Scoring guide

The Cloud Inference API returns a set of distributions in response to queries. Each entry in a distribution is an event with a score. The core of Inference scoring is conditional probability: the probability of an event occurring within your dataset given that the query also occurs. These scores can be summarized by the expression:

\[ \frac{P(event \mid query)}{P(event)^{exp}} \]

Background probability exponent

The \( exp \) in this expression is the bgprobExp , a key parameter that allows control over how the background probability is incorporated into the score. The background probability is simply the probability of the event occurring for a random group in the dataset (irrespective of the query occurring).

When the background parameter is 0, the raw conditional probability \( P(event \mid query) \) is returned. When the parameter is 1, a pure ratio is returned, \( \frac{P(event \mid query)}{P(event)} \), called a lift score. The lift score describes how much more or less likely the co-occurring event is when compared to the baseline.

The default value of bgprobExp, 0.7, is a blend between these two extremes. This tunes the scores to return events that are unusual in the context of your dataset, but still gives some scoring weight to event popularity.

Example from GDelt

Using the gdelt_2018_04_data example from the quickstart will help to illustrate how bgprobExp can reveal different aspects of a dataset. Try a request with this compound query that sets bgprobExp to 0.0. This query selects article groups where the tagged news images show joyful faces and the text originates in the United Kingdom.

{
  "name": "gdelt_2018_04_data",
  "queries": [{
    "query": {
      "type": "TYPE_AND",
      "children": [{
        "type": "TYPE_TERM",
        "term": {
          "name": "ImageFaceToneHas",
          "value": "Joy"
        }
      },{
        "type": "TYPE_TERM",
        "term": {
          "name": "PageTextGeo",
          "value": "United Kingdom"
        }
      }]
    },
    "distribution_configs": {
      "data_name": "ImageWebEntity",
      "bgprobExp": 0.0,
      "max_result_entries": 5
    }
  }]
}

Since bgprobExp is set to zero, the set of scored results returned will be pure conditional probability, without taking into account the background popularity of the returned terms.
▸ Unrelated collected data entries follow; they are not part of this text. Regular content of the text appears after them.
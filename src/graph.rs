//! This module contains the [`ControlGraph`], the lowered block/condition/jump
//! representation that the worklist interpreter walks.
//!
//! Graphs are produced by an external front-end: translating concrete source
//! syntax (labels, gotos, loops, switches) into this shape is a separate
//! concern, as is any bounding of cyclic structure. The interpreter only ever
//! sees blocks holding statement lists, conditions holding a check expression
//! and a set of jumps, and jumps holding a guard expression and a destination
//! block. The graph is generic over the statement and expression node types,
//! which are interpreted by the pluggable strategies in
//! [`crate::interpreter`].

use serde::{Deserialize, Serialize};

use crate::error::interpretation::{Error, Result};

/// The identity of a block within a [`ControlGraph`].
#[derive(
    Clone, Copy, Debug, Deserialize, Eq, Hash, Ord, PartialEq, PartialOrd, Serialize,
)]
pub struct BlockId(u32);

/// The identity of a condition within a [`ControlGraph`].
#[derive(
    Clone, Copy, Debug, Deserialize, Eq, Hash, Ord, PartialEq, PartialOrd, Serialize,
)]
pub struct ConditionId(u32);

/// The identity of a jump within a [`ControlGraph`].
#[derive(
    Clone, Copy, Debug, Deserialize, Eq, Hash, Ord, PartialEq, PartialOrd, Serialize,
)]
pub struct JumpId(u32);

/// A basic block: a statement list plus at most one condition deciding the
/// outgoing jumps.
///
/// A block with no condition has no successors; the designated exit block is
/// such a block.
#[derive(Clone, Debug, Eq, PartialEq)]
pub struct Block<S> {
    statements: Vec<S>,
    condition:  Option<ConditionId>,
}

impl<S> Block<S> {
    /// Gets the statements executed when control enters the block.
    #[must_use]
    pub fn statements(&self) -> &[S] {
        self.statements.as_slice()
    }

    /// Gets the condition deciding the block's outgoing jumps, if any.
    #[must_use]
    pub fn condition(&self) -> Option<ConditionId> {
        self.condition
    }
}

/// A branch point: a check expression evaluated once, compared against the
/// guard of each jump.
///
/// A check of [`None`] means the canonical `true`.
#[derive(Clone, Debug, Eq, PartialEq)]
pub struct Condition<E> {
    check: Option<E>,
    jumps: Vec<JumpId>,
}

impl<E> Condition<E> {
    /// Gets the check expression, or [`None`] for the canonical `true`.
    #[must_use]
    pub fn check(&self) -> Option<&E> {
        self.check.as_ref()
    }

    /// Gets the jumps guarded by this condition.
    #[must_use]
    pub fn jumps(&self) -> &[JumpId] {
        self.jumps.as_slice()
    }
}

/// One outgoing edge: taken when the owning condition's check equals the
/// jump's guard.
///
/// A guard of [`None`] means the canonical `true`.
#[derive(Clone, Debug, Eq, PartialEq)]
pub struct Jump<E> {
    guard:  Option<E>,
    target: BlockId,
}

impl<E> Jump<E> {
    /// Gets the guard expression, or [`None`] for the canonical `true`.
    #[must_use]
    pub fn guard(&self) -> Option<&E> {
        self.guard.as_ref()
    }

    /// Gets the destination block of the jump.
    #[must_use]
    pub fn target(&self) -> BlockId {
        self.target
    }
}

/// The block/condition/jump graph walked by the interpreter.
///
/// # Construction
///
/// The graph is built incrementally: blocks are added with their statements,
/// conditions and jumps are added afterwards, and a block's condition is
/// attached with [`Self::set_condition`] once its jumps exist. This two-step
/// shape is what lets a jump target a block that appears earlier in the
/// source (loops) or later (forward branches). A fresh graph contains only
/// the exit block, which is also the entry until [`Self::set_entry`] says
/// otherwise.
#[derive(Clone, Debug, Eq, PartialEq)]
pub struct ControlGraph<S, E> {
    blocks:     Vec<Block<S>>,
    conditions: Vec<Condition<E>>,
    jumps:      Vec<Jump<E>>,
    entry:      BlockId,
}

impl<S, E> ControlGraph<S, E> {
    /// Constructs a new graph containing only the exit block.
    #[must_use]
    pub fn new() -> Self {
        let exit = Block {
            statements: Vec::new(),
            condition:  None,
        };
        let blocks = vec![exit];
        let conditions = Vec::new();
        let jumps = Vec::new();
        let entry = BlockId(0);
        Self {
            blocks,
            conditions,
            jumps,
            entry,
        }
    }

    /// Gets the designated entry block.
    #[must_use]
    pub fn entry(&self) -> BlockId {
        self.entry
    }

    /// Gets the designated exit block, the sentinel at which a path
    /// terminates.
    #[must_use]
    pub fn exit(&self) -> BlockId {
        BlockId(0)
    }

    /// Designates `block` as the entry.
    pub fn set_entry(&mut self, block: BlockId) {
        self.entry = block;
    }

    /// Adds a block holding `statements` and no condition yet, returning its
    /// id.
    pub fn add_block(&mut self, statements: Vec<S>) -> BlockId {
        let id = BlockId(
            u32::try_from(self.blocks.len()).expect("Block count should not exceed u32::MAX"),
        );
        self.blocks.push(Block {
            statements,
            condition: None,
        });
        id
    }

    /// Adds a condition with the provided `check` expression and no jumps
    /// yet, returning its id.
    pub fn add_condition(&mut self, check: Option<E>) -> ConditionId {
        let id = ConditionId(
            u32::try_from(self.conditions.len())
                .expect("Condition count should not exceed u32::MAX"),
        );
        self.conditions.push(Condition {
            check,
            jumps: Vec::new(),
        });
        id
    }

    /// Adds a jump from `condition` to `target` under `guard`, returning its
    /// id.
    ///
    /// # Errors
    ///
    /// Returns [`Err`] if `condition` or `target` does not exist.
    pub fn add_jump(
        &mut self,
        condition: ConditionId,
        guard: Option<E>,
        target: BlockId,
    ) -> Result<JumpId> {
        self.block(target)?;
        self.condition(condition)?;

        let id = JumpId(
            u32::try_from(self.jumps.len()).expect("Jump count should not exceed u32::MAX"),
        );
        self.jumps.push(Jump { guard, target });
        self.conditions[condition.0 as usize].jumps.push(id);
        Ok(id)
    }

    /// Attaches `condition` to `block` as the decider of its outgoing jumps.
    ///
    /// # Errors
    ///
    /// Returns [`Err`] if `block` or `condition` does not exist.
    pub fn set_condition(&mut self, block: BlockId, condition: ConditionId) -> Result<()> {
        self.condition(condition)?;
        self.blocks
            .get_mut(block.0 as usize)
            .ok_or(Error::NoSuchBlock { block })?
            .condition = Some(condition);
        Ok(())
    }

    /// Gets the block with the provided `block` id.
    ///
    /// # Errors
    ///
    /// Returns [`Err`] if no such block exists, attributing the dangling id.
    pub fn block(&self, block: BlockId) -> Result<&Block<S>> {
        self.blocks
            .get(block.0 as usize)
            .ok_or(Error::NoSuchBlock { block })
    }

    /// Gets the condition with the provided `condition` id.
    ///
    /// # Errors
    ///
    /// Returns [`Err`] if no such condition exists, attributing the dangling
    /// id.
    pub fn condition(&self, condition: ConditionId) -> Result<&Condition<E>> {
        self.conditions
            .get(condition.0 as usize)
            .ok_or(Error::NoSuchCondition { condition })
    }

    /// Gets the jump with the provided `jump` id.
    ///
    /// # Errors
    ///
    /// Returns [`Err`] if no such jump exists, attributing the dangling id.
    pub fn jump(&self, jump: JumpId) -> Result<&Jump<E>> {
        self.jumps
            .get(jump.0 as usize)
            .ok_or(Error::NoSuchJump { jump })
    }
}

impl<S, E> Default for ControlGraph<S, E> {
    fn default() -> Self {
        Self::new()
    }
}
This gives an accurate but generic view of the articles matching your query.

The top entry in the returned results is a fairly generic label, with a very high group count:

            {
              "value": "ImageWebEntity=Socialite",
              "score": 0.13140087,
              "matchedGroupCount": "7899",
              "totalGroupCount": "123396"
            },

This distribution has a matchedGroupCount of 59079, resulting in an event score of ~0.13.

Run the query again, but set the bgprobExp to the default value of 0.7. The results now take into account the background probability of returned events: \( \frac{P(event \mid query)}{P(event)^{0.7}} \). Unusual events will have relatively higher scores.

The top entry is now a more rare event with much higher relevance to the query (joyful face && United Kingdom). The score now resembles a "lift" ratio more closely than a pure conditional probability.

            {
              "value": "ImageWebEntity=Catherine_Duchess_of_Cambridge",
              "score": 5.0441356,
              "matchedGroupCount": "1133",
              "totalGroupCount": "2478"
            },

Probability of rare terms

The Inference API may return conditional probabilities \( P(event \mid query) \) that are lower than expected for the raw group counts in your data. The Inference API is designed to avoid returning very rare and possibly noisy events. Instead of the direct probability estimate, the lower bound of a 90% confidence interval is returned. For rare events this may be substantially lower than the estimate based on group count alone.

Timespan parameters

By default the Inference API will consider \( P(event \mid query) \) in terms of whole groups: if a group matches the query, the entire set of events in the group is considered to co-occur with the query. Setting the timespan parameters max_before_timespan and max_after_timespan can restrict which events are aggregated to a more specific set.

Within a group, each event that matches the query is considered a "hit." If the timespan parameters are specified, aggregation will occur only within the time limits specified in the parameters. This allows, for example, aggregation only after an event, only before, or only within a finite time limit in either direction.